Recycled Polyester – The New Lie!
Polyester producers and Sportswear know the tide is turning, so they are spinning a new lie.
Traditional Cotton is very water intensive. It takes around 2,700 liters of water to grow enough cotton to manufacture a single T-shirt.
This is of course biased – Based on the the average if not dirtiest practices, many or not all of our suppliers are committed to the BCI or other better production certifications – Organic Cotton production not only uses less water, but also use less chemicals.
However even the dirtiest cotton production is miles better than traditional polyester development, which brings us to recycled Polyester.
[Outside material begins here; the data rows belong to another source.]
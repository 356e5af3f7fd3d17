//! Boundary of the node manager that boots the machines behind an entity.
//!
//! Concrete managers (libvirt VMs, bare metal through a BMC, ...) live outside
//! this crate. Entities only need to order their calls.

use anyhow::Result;

/// Controller backing a node manager (hypervisor, BMC, ...).
pub trait NodeController: Send + Sync {
    /// Logs the controller's effective configuration. Observability only.
    fn log_configuration(&self);
}

/// Owns the set of compute nodes backing an entity.
///
/// Shared between entities through `Arc<dyn NodeManager>`; methods take
/// `&self` and implementations handle their own interior state.
pub trait NodeManager: Send + Sync {
    fn controller(&self) -> &dyn NodeController;

    /// Signals that the boot image is in place, unblocking node boot.
    fn notify_iso_ready(&self) -> Result<()>;

    /// Starts every node.
    ///
    /// With `check_ips` set, start waits until each node reports an IP address.
    fn start_all(&self, check_ips: bool) -> Result<()>;

    /// Number of nodes this manager owns.
    fn nodes_count(&self) -> usize;
}
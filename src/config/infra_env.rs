//! Infra-env configuration record.

use serde::{Deserialize, Serialize};

use super::record::impl_config_record;
use super::{BaseEntityConfig, EntityConfig};
use crate::id::EntityId;

#[derive(Debug, Clone, PartialEq, Eq, Serialize, Deserialize)]
pub struct InfraEnvConfig {
    /// Set to adopt an existing infra-env instead of registering one.
    #[serde(default)]
    pub infra_env_id: Option<EntityId>,
    #[serde(default = "default_infra_env_name")]
    pub infra_env_name: String,
    /// Cluster the discovered hosts are bound to, if any.
    #[serde(default)]
    pub cluster_id: Option<EntityId>,
    #[serde(flatten)]
    pub entity: BaseEntityConfig,
}

fn default_infra_env_name() -> String {
    "test-infra-infra-env".to_string()
}

impl Default for InfraEnvConfig {
    fn default() -> Self {
        Self {
            infra_env_id: None,
            infra_env_name: default_infra_env_name(),
            cluster_id: None,
            entity: BaseEntityConfig::default(),
        }
    }
}

impl_config_record!(
    InfraEnvConfig {
        infra_env_id,
        infra_env_name,
        cluster_id,
    }
    flatten entity: BaseEntityConfig
);

impl EntityConfig for InfraEnvConfig {
    fn base(&self) -> &BaseEntityConfig {
        &self.entity
    }

    fn entity_id(&self) -> Option<EntityId> {
        self.infra_env_id
    }

    fn set_entity_id(&mut self, id: EntityId) {
        self.infra_env_id = Some(id);
    }
}

#[cfg(test)]
mod tests {
    use serde_yaml::Value;

    use super::*;
    use crate::config::ConfigRecord;

    #[test]
    fn test_entity_id_is_infra_env_id_not_cluster_id() {
        let mut cfg = InfraEnvConfig::default();
        let cluster = EntityId::random();
        cfg.cluster_id = Some(cluster);
        assert_eq!(cfg.entity_id(), None);

        let own = EntityId::random();
        cfg.set_entity_id(own);
        assert_eq!(cfg.entity_id(), Some(own));
        assert_eq!(cfg.cluster_id, Some(cluster));
    }

    #[test]
    fn test_nested_field_is_settable() {
        let mut cfg = InfraEnvConfig::default();
        cfg.set_field("is_ipv6", Value::Bool(true)).unwrap();
        assert!(cfg.entity.is_ipv6);
        assert_eq!(cfg.get_field("is_ipv6"), Some(Value::Bool(true)));
    }
}
//! Exposition text primitives.
//!
//! Values are rendered as plain decimal strings and joined with a metric name
//! and a pre-built label set into `name{labels} value` lines. Nothing here
//! escapes or validates input; callers own the label text.

pub mod format;
pub mod labels;

pub use format::{compose_line, decimal_string, fixed_point_shift, integer_string};
pub use labels::account_labels;
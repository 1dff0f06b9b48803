//! Top-level facade crate for the flypool exporter.
//!
//! Re-exports core types and the exporter library so users can depend on a single crate.

pub mod core {
    pub use flypool_core::*;
}

pub mod exporter {
    pub use flypool_exporter::*;
}
//! Account list loader (lenient parsing).
//!
//! The file must be a JSON array of objects. Inside each object unknown keys
//! are ignored and wrong-typed values become empty strings.

pub mod schema;

use std::fs;
use std::path::Path;

use flypool_core::error::{ExporterError, Result};
use serde_json::Value;

pub use schema::{AccountConfig, ExporterConfig};

/// File name looked up in the working directory.
pub const CONFIG_FILE: &str = "config.json";

/// Load `config.json` from the current working directory.
pub fn load() -> Result<ExporterConfig> {
    let dir = std::env::current_dir()
        .map_err(|e| ExporterError::ConfigRead(format!("working directory: {e}")))?;
    load_from_file(dir.join(CONFIG_FILE))
}

pub fn load_from_file(path: impl AsRef<Path>) -> Result<ExporterConfig> {
    let path = path.as_ref();
    let s = fs::read_to_string(path)
        .map_err(|e| ExporterError::ConfigRead(format!("{}: {e}", path.display())))?;
    load_from_str(&s)
}

pub fn load_from_str(s: &str) -> Result<ExporterConfig> {
    let root: Value = serde_json::from_str(s)
        .map_err(|e| ExporterError::InvalidConfig(format!("invalid json: {e}")))?;

    let Value::Array(items) = root else {
        return Err(ExporterError::InvalidConfig(
            "top level must be an array of accounts".into(),
        ));
    };

    let mut accounts = Vec::with_capacity(items.len());
    for (idx, item) in items.into_iter().enumerate() {
        if !item.is_object() {
            return Err(ExporterError::InvalidConfig(format!(
                "account #{idx} must be an object"
            )));
        }
        let account: AccountConfig = serde_json::from_value(item)
            .map_err(|e| ExporterError::InvalidConfig(format!("account #{idx}: {e}")))?;
        accounts.push(account);
    }

    Ok(ExporterConfig::new(accounts))
}
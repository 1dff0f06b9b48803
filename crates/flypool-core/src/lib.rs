//! flypool core: exposition formatting, upstream statistics model, and errors.
//!
//! This crate holds the pure parts of the exporter: turning numbers into
//! exposition text and decoding pool payloads. It carries no transport or
//! runtime dependencies so it can be tested in isolation.
//!
//! # Defensive guarantees
//! Panics, `unwrap`, and `expect` are compile-denied here
//! (`#![deny(clippy::panic, clippy::unwrap_used, clippy::expect_used)]`).
//! Malformed upstream payloads degrade to zero values instead of crashing.

#![deny(clippy::unwrap_used)]
#![deny(clippy::expect_used)]
#![deny(clippy::panic)]

pub mod error;
pub mod exposition;
pub mod stats;

/// Shared result type.
pub use error::{ExporterError, Result};
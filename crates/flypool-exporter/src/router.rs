//! Axum router wiring.
//!
//! `/metrics` scrapes; `/` and anything unmatched get the landing page.

use axum::{routing::get, Router};

use crate::{app_state::AppState, transport};

pub fn build_router(state: AppState) -> Router {
    Router::new()
        .route("/", get(transport::http::index))
        .route("/metrics", get(transport::http::metrics))
        .fallback(transport::http::index)
        .with_state(state)
}
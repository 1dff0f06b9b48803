//! Value formatting.

/// Render `value` with exactly `precision` fractional digits.
///
/// Never switches to exponent notation and never groups thousands.
pub fn decimal_string(value: f64, precision: usize) -> String {
    format!("{:.*}", precision, value)
}

/// Render an integer without padding.
pub fn integer_string(value: i64) -> String {
    value.to_string()
}

/// Shift a base-unit digit string into a decimal amount.
///
/// The input is left-padded with `'0'` to at least `shift_digits` chars, then a
/// point is inserted so that the last `shift_digits - 1` chars become the
/// fraction. Note the fraction is one digit shorter than `shift_digits`:
/// `fixed_point_shift("1", 19)` is `"0.000000000000000001"`. Published
/// balances depend on this, keep it.
///
/// A `shift_digits` of 0 is treated as 1, which yields a trailing point.
pub fn fixed_point_shift(digits: &str, shift_digits: usize) -> String {
    let shift = shift_digits.max(1);
    let len = digits.chars().count();
    let total = len.max(shift);

    let mut padded = String::with_capacity(total + 1);
    padded.extend(std::iter::repeat('0').take(total - len));
    padded.push_str(digits);

    // chars kept left of the point
    let whole = total - shift + 1;
    let at = padded
        .char_indices()
        .nth(whole)
        .map(|(i, _)| i)
        .unwrap_or(padded.len());

    let (int_part, frac_part) = padded.split_at(at);
    format!("{int_part}.{frac_part}")
}

/// Join a metric name, label text and value into one newline-terminated line.
///
/// With empty `labels` the braces are omitted.
pub fn compose_line(metric: &str, labels: &str, value: &str) -> String {
    if labels.is_empty() {
        format!("{metric} {value}\n")
    } else {
        format!("{metric}{{{labels}}} {value}\n")
    }
}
Recycled Polyester sounds great on paper, it uses much fewer resources and is finding a use for those plastic bottles what could be better right?
The problem is the damage is mid and backloaded.
Cotton’s ill effects are almost all Front Loaded – The enviromental and ethical concerns are all around making the product, from this point of view Recycled Polyester looks better (though the creation of the bottles etc in the first place is a whole other story).
However whilst cotton is natural and breaks down, polyester doesn’t. At the end of the day Polyester will likely end up in a landfill – Which is enough to make Cotton a better choice… But it gets worse once you consider microfibres….
Plastic particles washed off from products such as synthetic clothes contribute up to 35% of the primary plastic that is polluting our oceans. “https://www.oceancleanwash.org/”
Each cycle of a washing machine can release more than 700,000 plastic fibers into the environment. A paper published in 2011 in the journal Environmental Science Technology found that microfibers made up 85 percent of human-made debris on shorelines around the world.
In fact Ocean Clean Wash claim it is more likely millions of fibres per wash. But wait it gets better, fibres are shed into the air with friction…. You know the sort of friction you might get when working out… In your performance (polyester) gear.
With plastic microfibres found from the bottom of the ocean, to the top of Mt Everest, in our food, water, lungs and even in unborn children it might even be time to change what we are wearing.